▸ **What is required**
Search the records for "expected" and copy each line that holds it.

▸ **Provided material**
···

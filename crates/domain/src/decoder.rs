//! Characteristic payload decoders.
//!
//! Pure functions operating on raw `&[u8]` slices. Each supported
//! characteristic has a typed parser; [`decode`] dispatches on the
//! characteristic UUID and flattens the typed reading into a [`Sample`].
//!
//! | Characteristic | Metrics |
//! |----------------|---------|
//! | Battery Level `0x2A19` | `battery` |
//! | Heart Rate Measurement `0x2A37` | `hrm` |
//! | Cycling Power Measurement `0x2A63` | `power` |
//! | RSC Measurement `0x2A53` | `speed_ms`, `cadence`, `stride_len_m`, `distance_m` |

use uuid::Uuid;

use crate::error::DecodeError;
use crate::gatt::{
    BATTERY_LEVEL, CYCLING_POWER_MEASUREMENT, HEART_RATE_MEASUREMENT,
    RUNNING_SPEED_CADENCE_MEASUREMENT,
};
use crate::sample::Sample;

/// Heart-rate flag: value is 16-bit.
const HRM_FLAG_U16: u8 = 0x01;
/// RSC flag: stride length present.
const RSC_FLAG_STRIDE: u8 = 0x01;
/// RSC flag: total distance present.
const RSC_FLAG_DISTANCE: u8 = 0x02;

/// Parsed Cycling Power Measurement.
#[derive(Debug, Clone, Copy, PartialEq, Eq)]
pub struct CyclingPower {
    /// Instantaneous power in watts.
    pub power: i16,
    /// Cumulative crank revolutions, when the payload carries it.
    pub crank_revolutions: Option<u16>,
    /// Last crank event time (1/1024 s), when the payload carries it.
    pub last_crank_event: Option<u16>,
}

/// Parsed RSC Measurement.
#[derive(Debug, Clone, Copy, PartialEq)]
pub struct RunningSpeedCadence {
    /// Instantaneous speed in m/s.
    pub speed_ms: f64,
    /// Cadence in steps per minute.
    pub cadence: f64,
    /// Stride length in meters.
    pub stride_len_m: Option<f64>,
    /// Total distance in meters.
    pub distance_m: Option<f64>,
}

/// Decode one characteristic payload into named metrics.
///
/// # Errors
///
/// Returns [`DecodeError::Unrecognized`] for characteristics without a
/// decoding rule and [`DecodeError::Truncated`] when a mandatory field is
/// missing from the payload.
pub fn decode(characteristic: Uuid, payload: &[u8]) -> Result<Sample, DecodeError> {
    match characteristic {
        BATTERY_LEVEL => {
            parse_battery_level(payload).map(|v| Sample::new().with("battery", f64::from(v)))
        }
        HEART_RATE_MEASUREMENT => {
            parse_heart_rate(payload).map(|v| Sample::new().with("hrm", f64::from(v)))
        }
        CYCLING_POWER_MEASUREMENT => {
            parse_cycling_power(payload).map(|cp| Sample::new().with("power", f64::from(cp.power)))
        }
        RUNNING_SPEED_CADENCE_MEASUREMENT => parse_running_speed_cadence(payload).map(|rsc| {
            let mut sample = Sample::new()
                .with("speed_ms", rsc.speed_ms)
                .with("cadence", rsc.cadence);
            if let Some(stride) = rsc.stride_len_m {
                sample.insert("stride_len_m", stride);
            }
            if let Some(distance) = rsc.distance_m {
                sample.insert("distance_m", distance);
            }
            sample
        }),
        other => Err(DecodeError::Unrecognized(other)),
    }
}

/// Battery Level: byte 0 is an unsigned percentage.
///
/// # Errors
///
/// Returns [`DecodeError::Truncated`] on an empty payload.
pub fn parse_battery_level(data: &[u8]) -> Result<u8, DecodeError> {
    require("battery level", data, 1)?;
    Ok(data[0])
}

/// Heart Rate Measurement.
///
/// | Offset | Field | Type |
/// |--------|-------|------|
/// | 0 | Flags | u8, bit 0 selects the value width |
/// | 1 | Heart rate | u8, or u16 LE when bit 0 is set |
///
/// # Errors
///
/// Returns [`DecodeError::Truncated`] when the value bytes are missing.
pub fn parse_heart_rate(data: &[u8]) -> Result<u16, DecodeError> {
    require("heart rate", data, 2)?;
    if data[0] & HRM_FLAG_U16 != 0 {
        require("heart rate", data, 3)?;
        Ok(u16::from_le_bytes([data[1], data[2]]))
    } else {
        Ok(u16::from(data[1]))
    }
}

/// Cycling Power Measurement.
///
/// | Offset | Field | Type |
/// |--------|-------|------|
/// | 0–1 | Flags | u16 LE, unused here |
/// | 2–3 | Instantaneous power | i16 LE, W |
/// | 4–5 | Crank revolutions | u16 LE |
/// | 6–7 | Last crank event time | u16 LE |
///
/// # Errors
///
/// Returns [`DecodeError::Truncated`] when the power field is missing.
pub fn parse_cycling_power(data: &[u8]) -> Result<CyclingPower, DecodeError> {
    require("cycling power", data, 4)?;
    Ok(CyclingPower {
        power: i16::from_le_bytes([data[2], data[3]]),
        crank_revolutions: u16_at(data, 4),
        last_crank_event: u16_at(data, 6),
    })
}

/// RSC Measurement.
///
/// | Offset | Field | Type |
/// |--------|-------|------|
/// | 0 | Flags | u8 |
/// | 1–2 | Speed | u16 LE, 1/256 m/s |
/// | 3 | Cadence | u8, strides/min (reported ×2 as steps/min) |
/// | 4–5 | Stride length (flag bit 0) | u16 LE, cm |
/// | 6–7 | Total distance (flag bit 1) | u16 LE, dm |
///
/// Optional fields whose flag is set but whose bytes are missing are skipped.
///
/// # Errors
///
/// Returns [`DecodeError::Truncated`] when speed or cadence is missing.
pub fn parse_running_speed_cadence(data: &[u8]) -> Result<RunningSpeedCadence, DecodeError> {
    require("running speed/cadence", data, 4)?;
    let flags = data[0];
    let speed = u16::from_le_bytes([data[1], data[2]]);
    let cadence = data[3];

    let stride_len_m = (flags & RSC_FLAG_STRIDE != 0)
        .then(|| u16_at(data, 4))
        .flatten()
        .map(|v| f64::from(v) / 100.0);
    let distance_m = (flags & RSC_FLAG_DISTANCE != 0)
        .then(|| u16_at(data, 6))
        .flatten()
        .map(|v| f64::from(v) / 10.0);

    Ok(RunningSpeedCadence {
        speed_ms: f64::from(speed) / 256.0,
        cadence: f64::from(cadence) * 2.0,
        stride_len_m,
        distance_m,
    })
}

fn require(format: &'static str, data: &[u8], expected: usize) -> Result<(), DecodeError> {
    if data.len() < expected {
        return Err(DecodeError::Truncated {
            format,
            expected,
            actual: data.len(),
        });
    }
    Ok(())
}

fn u16_at(data: &[u8], offset: usize) -> Option<u16> {
    data.get(offset..offset + 2)
        .map(|b| u16::from_le_bytes([b[0], b[1]]))
}

#[cfg(test)]
mod tests {
    use super::*;

    // ── Battery ─────────────────────────────────────────────────────────

    #[test]
    fn should_decode_battery_percentage() {
        let sample = decode(BATTERY_LEVEL, &[87]).unwrap();
        assert_eq!(sample.get("battery"), Some(87.0));
        assert_eq!(sample.len(), 1);
    }

    #[test]
    fn should_reject_empty_battery_payload() {
        let err = decode(BATTERY_LEVEL, &[]).unwrap_err();
        assert!(err.to_string().contains("battery level"));
    }

    // ── Heart rate ──────────────────────────────────────────────────────

    #[test]
    fn should_decode_8_bit_heart_rate() {
        let sample = decode(HEART_RATE_MEASUREMENT, &[0x00, 75]).unwrap();
        assert_eq!(sample.get("hrm"), Some(75.0));
    }

    #[test]
    fn should_decode_16_bit_heart_rate_when_flag_set() {
        // 0x012C = 300, little-endian
        let sample = decode(HEART_RATE_MEASUREMENT, &[0x01, 0x2C, 0x01]).unwrap();
        assert_eq!(sample.get("hrm"), Some(300.0));
    }

    #[test]
    fn should_ignore_trailing_rr_intervals() {
        // flags 0x10 (RR present), hr 62, one RR interval
        let sample = decode(HEART_RATE_MEASUREMENT, &[0x10, 62, 0x00, 0x04]).unwrap();
        assert_eq!(sample.get("hrm"), Some(62.0));
    }

    #[test]
    fn should_reject_16_bit_heart_rate_missing_high_byte() {
        let err = parse_heart_rate(&[0x01, 0x2C]).unwrap_err();
        assert!(matches!(
            err,
            DecodeError::Truncated {
                expected: 3,
                actual: 2,
                ..
            }
        ));
    }

    // ── Cycling power ───────────────────────────────────────────────────

    #[test]
    fn should_decode_cycling_power() {
        let sample = decode(
            CYCLING_POWER_MEASUREMENT,
            &[0, 0, 0x2C, 0x01, 0, 0, 0, 0],
        )
        .unwrap();
        assert_eq!(sample.get("power"), Some(300.0));
        assert_eq!(sample.len(), 1);
    }

    #[test]
    fn should_decode_negative_power_as_signed() {
        // -5 W = 0xFFFB LE
        let cp = parse_cycling_power(&[0, 0, 0xFB, 0xFF]).unwrap();
        assert_eq!(cp.power, -5);
        assert_eq!(cp.crank_revolutions, None);
    }

    #[test]
    fn should_observe_crank_fields() {
        let cp = parse_cycling_power(&[0x20, 0, 0x64, 0, 0x0A, 0x00, 0x00, 0x04]).unwrap();
        assert_eq!(cp.power, 100);
        assert_eq!(cp.crank_revolutions, Some(10));
        assert_eq!(cp.last_crank_event, Some(1024));
    }

    // ── Running speed/cadence ───────────────────────────────────────────

    #[test]
    fn should_decode_speed_and_cadence_scaling() {
        // speed 512 → 2.0 m/s, cadence 30 → 60 steps/min
        let sample = decode(RUNNING_SPEED_CADENCE_MEASUREMENT, &[0x00, 0x00, 0x02, 30]).unwrap();
        assert_eq!(sample.get("speed_ms"), Some(2.0));
        assert_eq!(sample.get("cadence"), Some(60.0));
        assert_eq!(sample.get("stride_len_m"), None);
        assert_eq!(sample.get("distance_m"), None);
    }

    #[test]
    fn should_decode_stride_and_distance_when_flagged() {
        let data = [
            0x03, // stride + distance
            0x80, 0x01, // speed 384 → 1.5 m/s
            85,   // cadence → 170
            0x6E, 0x00, // stride 110 cm → 1.1 m
            0xE8, 0x03, // distance 1000 dm → 100 m
        ];
        let sample = decode(RUNNING_SPEED_CADENCE_MEASUREMENT, &data).unwrap();
        assert_eq!(sample.get("speed_ms"), Some(1.5));
        assert_eq!(sample.get("cadence"), Some(170.0));
        assert_eq!(sample.get("stride_len_m"), Some(1.1));
        assert_eq!(sample.get("distance_m"), Some(100.0));
    }

    #[test]
    fn should_read_distance_at_fixed_offset_without_stride_flag() {
        let data = [0x02, 0x00, 0x01, 10, 0xFF, 0xFF, 0x0A, 0x00];
        let rsc = parse_running_speed_cadence(&data).unwrap();
        assert_eq!(rsc.stride_len_m, None);
        assert_eq!(rsc.distance_m, Some(1.0));
    }

    #[test]
    fn should_skip_flagged_field_when_bytes_missing() {
        let rsc = parse_running_speed_cadence(&[0x03, 0x00, 0x01, 10, 0x64, 0x00]).unwrap();
        assert_eq!(rsc.stride_len_m, Some(1.0));
        assert_eq!(rsc.distance_m, None);
    }

    #[test]
    fn should_reject_short_rsc_payload() {
        assert!(parse_running_speed_cadence(&[0x00, 0x00, 0x02]).is_err());
    }

    // ── Dispatch ────────────────────────────────────────────────────────

    #[test]
    fn should_reject_unrecognized_characteristic() {
        let unknown = Uuid::from_u128(0x0000_2a5b_0000_1000_8000_0080_5f9b_34fb);
        let err = decode(unknown, &[1, 2, 3]).unwrap_err();
        assert!(matches!(err, DecodeError::Unrecognized(uuid) if uuid == unknown));
    }

    #[test]
    fn should_decode_deterministically() {
        let payload = [0x00, 0x00, 0x02, 30];
        let first = decode(RUNNING_SPEED_CADENCE_MEASUREMENT, &payload).unwrap();
        let second = decode(RUNNING_SPEED_CADENCE_MEASUREMENT, &payload).unwrap();
        assert_eq!(first, second);
    }
}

···

▸ **Task solution**
fn require(format: &'static str, data: &[u8], expected: usize) -> Result<(), DecodeError> {
    if data.len() < expected {
            expected,
                expected: 3,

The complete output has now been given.